◆ **DIRECTIONS FOR THIS TASK**:
Each entry must be restated word for word.

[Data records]
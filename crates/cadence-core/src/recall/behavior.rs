//! The hook table a recall variant implements.

use super::Recall;
use crate::error::Result;
use crate::format::SampleFormat;
use std::sync::Arc;

/// What a behaviour wants after observing a cancel request.
#[derive(Debug, Clone, Copy, PartialEq, Eq)]
pub enum CancelAction {
    /// Finish immediately.
    Done,
    /// Keep running (release tail); the behaviour calls [`Recall::done`] itself.
    Release,
}

/// Configuration changes forwarded to every recall of an audio.
#[derive(Debug, Clone, Copy, PartialEq, Eq)]
pub enum RecallEvent {
    /// Frames per buffer changed.
    BufferSize(usize),
    /// Sample rate changed.
    Samplerate(u32),
    /// Storage format changed.
    Format(SampleFormat),
}

/// Per-variant processing hooks.
///
/// Hooks run on a scheduler thread with the behaviour locked. They may read
/// ports, the recall id and targets of `recall`, call [`Recall::done`] and add
/// children, but must not duplicate `recall` itself.
///
/// Every hook defaults to doing nothing; child delegation is handled by
/// [`Recall`].
pub trait RecallBehavior: Send {
    /// Fresh behaviour for a duplicate of the owning recall.
    fn duplicate(&self) -> Box<dyn RecallBehavior>;

    /// First init phase.
    fn run_init_pre(&mut self, _recall: &Recall) -> Result<()> {
        Ok(())
    }

    /// Second init phase.
    fn run_init_inter(&mut self, _recall: &Recall) -> Result<()> {
        Ok(())
    }

    /// Last init phase.
    fn run_init_post(&mut self, _recall: &Recall) -> Result<()> {
        Ok(())
    }

    /// Start of a tic.
    fn run_pre(&mut self, _recall: &Recall) -> Result<()> {
        Ok(())
    }

    /// Main processing of a tic.
    fn run_inter(&mut self, _recall: &Recall) -> Result<()> {
        Ok(())
    }

    /// End of a tic.
    fn run_post(&mut self, _recall: &Recall) -> Result<()> {
        Ok(())
    }

    /// A cancel request was observed at `run_pre`.
    fn cancel(&mut self, _recall: &Recall) -> CancelAction {
        CancelAction::Done
    }

    /// A named dependency was bound to a live sibling.
    fn resolve_dependency(&mut self, _name: &str, _dependency: &Arc<Recall>) {}

    /// Audio configuration changed.
    fn notify(&mut self, _event: &RecallEvent) {}
}

/// Behaviour of pure containers: every hook delegates to children only.
#[derive(Debug, Clone, Copy, Default)]
pub struct ContainerBehavior;

impl RecallBehavior for ContainerBehavior {
    fn duplicate(&self) -> Box<dyn RecallBehavior> {
        Box::new(*self)
    }
}
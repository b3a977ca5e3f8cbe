//! Audio device listing command.

use cadence_io::backend::AudioBackend;
use cadence_io::cpal_backend::CpalBackend;
use clap::Args;

#[derive(Args)]
pub struct DevicesArgs {
    /// Also list input-only devices
    #[arg(long)]
    all: bool,
}

pub fn run(args: DevicesArgs) -> anyhow::Result<()> {
    let backend = CpalBackend::new();
    let devices = backend.list_devices()?;
    let default = backend.default_output_device()?;

    let shown: Vec<_> = devices
        .iter()
        .filter(|device| args.all || device.is_output)
        .collect();

    if shown.is_empty() {
        println!("No audio devices found.");
        return Ok(());
    }

    println!("Available Audio Devices ({})", backend.name());
    println!("=======================\n");

    for (idx, device) in shown.iter().enumerate() {
        let is_default = default.as_ref().is_some_and(|d| d.name == device.name);
        let direction = match (device.is_input, device.is_output) {
            (true, true) => "input/output",
            (true, false) => "input",
            _ => "output",
        };
        println!(
            "  [{}] {} ({}, {} Hz){}",
            idx,
            device.name,
            direction,
            device.default_sample_rate,
            if is_default { " *default" } else { "" }
        );
    }

    println!();
    println!("Tip: select a device by partial name in the engine config:");
    println!("  [soundcard]");
    println!("  device = \"USB\"");

    Ok(())
}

◆ **WRITTEN RESPONSE**:
filename crates/cadence-core/src/recall/behavior.rs
//! The hook table a recall variant implements.

use super::Recall;
use crate::error::Result;
use crate::format::SampleFormat;
use std::sync::Arc;

/// What a behaviour wants after observing a cancel request.
#[derive(Debug, Clone, Copy, PartialEq, Eq)]
pub enum CancelAction {
    /// Finish immediately.
    Done,
    /// Keep running (release tail); the behaviour calls [`Recall::done`] itself.
    Release,
}

/// Configuration changes forwarded to every recall of an audio.
#[derive(Debug, Clone, Copy, PartialEq, Eq)]
pub enum RecallEvent {
    /// Frames per buffer changed.
    BufferSize(usize),
    /// Sample rate changed.
    Samplerate(u32),
    /// Storage format changed.
    Format(SampleFormat),
}

/// Per-variant processing hooks.
///
/// Hooks run on a scheduler thread with the behaviour locked. They may read
/// ports, the recall id and targets of `recall`, call [`Recall::done`] and add
/// children, but must not duplicate `recall` itself.
///
/// Every hook defaults to doing nothing; child delegation is handled by
/// [`Recall`].
pub trait RecallBehavior: Send {
    /// Fresh behaviour for a duplicate of the owning recall.
    fn duplicate(&self) -> Box<dyn RecallBehavior>;

    /// First init phase.
    fn run_init_pre(&mut self, _recall: &Recall) -> Result<()> {
        Ok(())
    }

    /// Second init phase.
    fn run_init_inter(&mut self, _recall: &Recall) -> Result<()> {
        Ok(())
    }

    /// Last init phase.
    fn run_init_post(&mut self, _recall: &Recall) -> Result<()> {
        Ok(())
    }

    /// Start of a tic.
    fn run_pre(&mut self, _recall: &Recall) -> Result<()> {
        Ok(())
    }

    /// Main processing of a tic.
    fn run_inter(&mut self, _recall: &Recall) -> Result<()> {
        Ok(())
    }

    /// End of a tic.
    fn run_post(&mut self, _recall: &Recall) -> Result<()> {
        Ok(())
    }

    /// A cancel request was observed at `run_pre`.
    fn cancel(&mut self, _recall: &Recall) -> CancelAction {
        CancelAction::Done
    }

    /// A named dependency was bound to a live sibling.
    fn resolve_dependency(&mut self, _name: &str, _dependency: &Arc<Recall>) {}

    /// Audio configuration changed.
    fn notify(&mut self, _event: &RecallEvent) {}
}

/// Behaviour of pure containers: every hook delegates to children only.
#[derive(Debug, Clone, Copy, Default)]
pub struct ContainerBehavior;

impl RecallBehavior for ContainerBehavior {
    fn duplicate(&self) -> Box<dyn RecallBehavior> {
        Box::new(*self)
    }
}
repository b3a977ca5e3f8cbe
//! Audio device listing command.

use cadence_io::backend::AudioBackend;
use cadence_io::cpal_backend::CpalBackend;
use clap::Args;

#[derive(Args)]
pub struct DevicesArgs {
    /// Also list input-only devices
    #[arg(long)]
    all: bool,
}

pub fn run(args: DevicesArgs) -> anyhow::Result<()> {
    let backend = CpalBackend::new();
    let devices = backend.list_devices()?;
    let default = backend.default_output_device()?;

    let shown: Vec<_> = devices
        .iter()
        .filter(|device| args.all || device.is_output)
        .collect();

    if shown.is_empty() {
        println!("No audio devices found.");
        return Ok(());
    }

    println!("Available Audio Devices ({})", backend.name());
    println!("=======================\n");

    for (idx, device) in shown.iter().enumerate() {
        let is_default = default.as_ref().is_some_and(|d| d.name == device.name);
        let direction = match (device.is_input, device.is_output) {
            (true, true) => "input/output",
            (true, false) => "input",
            _ => "output",
        };
        println!(
            "  [{}] {} ({}, {} Hz){}",
            idx,
            device.name,
            direction,
            device.default_sample_rate,
            if is_default { " *default" } else { "" }
        );
    }

    println!();
    println!("Tip: select a device by partial name in the engine config:");
    println!("  [soundcard]");
    println!("  device = \"USB\"");

    Ok(())
}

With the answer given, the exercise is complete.